■ **Assigned task**
Copy the records below exactly.

■ **Data listing**

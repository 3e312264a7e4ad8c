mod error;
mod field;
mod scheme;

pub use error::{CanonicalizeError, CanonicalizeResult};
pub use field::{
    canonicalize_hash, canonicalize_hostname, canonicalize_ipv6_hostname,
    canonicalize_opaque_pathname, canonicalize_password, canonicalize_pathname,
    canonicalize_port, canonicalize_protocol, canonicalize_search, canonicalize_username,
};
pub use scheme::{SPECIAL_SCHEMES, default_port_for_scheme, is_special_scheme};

■ **Output for this exercise**
repository 3e312264a7e4ad8c
mod error;
mod field;
mod scheme;

pub use error::{CanonicalizeError, CanonicalizeResult};
pub use field::{
    canonicalize_hash, canonicalize_hostname, canonicalize_ipv6_hostname,
    canonicalize_opaque_pathname, canonicalize_password, canonicalize_pathname,
    canonicalize_port, canonicalize_protocol, canonicalize_search, canonicalize_username,
};
pub use scheme::{SPECIAL_SCHEMES, default_port_for_scheme, is_special_scheme};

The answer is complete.